Touted as a tribute to the indefatigable Ms. Nelson, “My Mother Has 4 Noses” is more accurately a tribute to the important victory of reason over magical thinking. It was faith-based magical thinking that motivated Stoney Nelson to ignore the unmistakable early signs of cancer. That untreated aggressive cancer and her decline into dementia ended Ms. Nelson’s otherwise energetic, gracious, and gloriously grandiose life. How dare faith do that to a wonderful human being? Fortunately, Stoney’s daughter Jonatha was by her side chronicling the upside and the downside, the joy and the sorrow of Ms. Nelson’s final journey and celebrating Stoney’s “complete presence in the moment” that characterized the best of those times with Jonatha Brooke.

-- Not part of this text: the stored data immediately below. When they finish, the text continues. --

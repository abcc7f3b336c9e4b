//! Rekor transparency log client
//!
//! Every keyless signature is recorded in Rekor so that anyone can audit
//! which certificates were used to sign what. This crate covers the
//! `hashedrekord` and `dsse` entry kinds of the v1 API, which is all the
//! signer needs.

pub mod client;
pub mod entry;
pub mod error;

pub use client::{RekorClient, DEFAULT_REKOR_URL};
pub use entry::{DsseRekord, HashedRekord, LogEntry, LogEntryResponse, ProposedEntry, Verification};
pub use error::{Error, Result};
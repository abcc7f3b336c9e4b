//! Keyless git signing with Sigstore
//!
//! Git hands commit and tag signing to an external program that speaks the
//! GnuPG command-line and status-line interface. This crate implements that
//! interface on top of Sigstore: the signer proves an OIDC identity, Fulcio
//! issues a short-lived certificate for an ephemeral key, and the signature
//! is recorded in the Rekor transparency log.
//!
//! # Example
//!
//! ```no_run
//! use gitsign::commands::{execute, Options};
//! use gitsign::{Cli, Config, SigstoreBackend, Streams};
//! use clap::Parser;
//!
//! # fn example() -> Result<(), Box<dyn std::error::Error + Send + Sync>> {
//! let cli = Cli::parse();
//! let config = Config::load();
//!
//! let mut streams = Streams::new(config.log_path.clone());
//! streams.wrap(|streams| {
//!     config.log_load_errors();
//!     let mut options = Options { cli: &cli, config: &config, streams };
//!     execute(&mut options, &cli.args, SigstoreBackend::new)
//! })?;
//! # Ok(())
//! # }
//! ```

pub mod backend;
pub mod certificate;
pub mod cli;
pub mod commands;
pub mod config;
pub mod error;
pub mod io;
pub mod signature;
pub mod status;
pub mod tsa;

pub use backend::{KeylessBackend, SignedArtifact, SigstoreBackend};
pub use cli::Cli;
pub use config::Config;
pub use error::{BoxError, Error, Result};
pub use io::Streams;
pub use signature::{IncludeCerts, SignOptions, SignatureBundle};
//! Interactive terminal access
//!
//! Git captures both stdout and stderr of the signing program, so anything
//! meant for the operator (device-flow prompts, progress) has to go to the
//! controlling terminal directly. CI runners and hooks usually have none, in
//! which case output falls back to the error stream.

use super::writer::SharedWriter;
use std::fs::{File, OpenOptions};
use std::io::{self, Read};
use std::path::{Path, PathBuf};

/// Where to find the interactive terminal
#[derive(Debug, Clone, Default, PartialEq, Eq)]
pub enum TerminalDevice {
    /// The platform's controlling terminal (`/dev/tty`, `CONIN$`/`CONOUT$`)
    #[default]
    Platform,
    /// A specific device or file
    Path(PathBuf),
    /// Never use a terminal
    Disabled,
}

/// An open terminal: separate handles for reading and writing
#[derive(Debug)]
pub struct Terminal {
    /// Operator input
    pub input: File,
    /// Operator output
    pub output: File,
}

impl TerminalDevice {
    /// Try to open the terminal for reading and writing
    pub fn open(&self) -> io::Result<Terminal> {
        match self {
            TerminalDevice::Platform => open_platform(),
            TerminalDevice::Path(path) => open_path(path),
            TerminalDevice::Disabled => Err(io::Error::new(
                io::ErrorKind::NotFound,
                "terminal disabled",
            )),
        }
    }
}

fn open_path(path: &Path) -> io::Result<Terminal> {
    let input = OpenOptions::new().read(true).write(true).open(path)?;
    let output = input.try_clone()?;
    Ok(Terminal { input, output })
}

#[cfg(unix)]
fn open_platform() -> io::Result<Terminal> {
    open_path(Path::new("/dev/tty"))
}

#[cfg(windows)]
fn open_platform() -> io::Result<Terminal> {
    let input = OpenOptions::new().read(true).write(true).open("CONIN$")?;
    let output = OpenOptions::new().read(true).write(true).open("CONOUT$")?;
    Ok(Terminal { input, output })
}

#[cfg(not(any(unix, windows)))]
fn open_platform() -> io::Result<Terminal> {
    Err(io::Error::new(
        io::ErrorKind::Unsupported,
        "no terminal device on this platform",
    ))
}

/// The terminal channels to install for one invocation
pub struct TerminalBinding {
    /// Terminal input, if a terminal was opened
    pub input: Option<Box<dyn Read + Send>>,
    /// Terminal output: the terminal itself or the error stream
    pub output: SharedWriter,
    /// Why no terminal could be opened, when `output` is the error stream
    pub unavailable: Option<io::Error>,
}

impl TerminalBinding {
    /// Decide the terminal channels from the outcome of opening the device
    ///
    /// Without a terminal, output is aliased to `err` (which may already be
    /// the log tee) and there is no terminal input.
    pub fn resolve(opened: io::Result<Terminal>, err: &SharedWriter) -> Self {
        match opened {
            Ok(terminal) => TerminalBinding {
                input: Some(Box::new(terminal.input)),
                output: SharedWriter::new(terminal.output),
                unavailable: None,
            },
            Err(open_err) => TerminalBinding {
                input: None,
                output: err.clone(),
                unavailable: Some(open_err),
            },
        }
    }

    /// Whether `output` is a real terminal
    pub fn is_attached(&self) -> bool {
        self.unavailable.is_none()
    }
}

The musical drama is also a fitting tribute to Jonatha Brooke who, despite her mother’s undaunted faith, insisted on the importance of rational (as opposed to delusional) thinking. It was Ms. Brooke’s fortunate departure from the “faith-speak” (“mental malpractice’) of Christian Science, that permitted her to seek medical help for her mother’s cancer, and later, her dementia. Indeed, “My Mother Has 4 Noses” is more about Ms. Brooke than about her mother. It is clear that Ms. Brooke has chosen to return to the unresolved “stages” of bereavement and her performance aptly gives her the opportunity to detach herself from guilt and grief and celebrate that death has come for her mother and her mother would celebrate her daughter’s forward movement into complete and unconditional acceptance. Only then will this charming musical drama become a tribute to the irrepressible Darren Stone Nelson.
Kudos to Ben Butler and Anja Wood whose guitar and cello (respectively) underscore Ms. Brooke’s persuasive narration and her ten musical numbers which punctuate her story-telling and her journey to knowing who, on the other side of the wall, truly loves her and always will.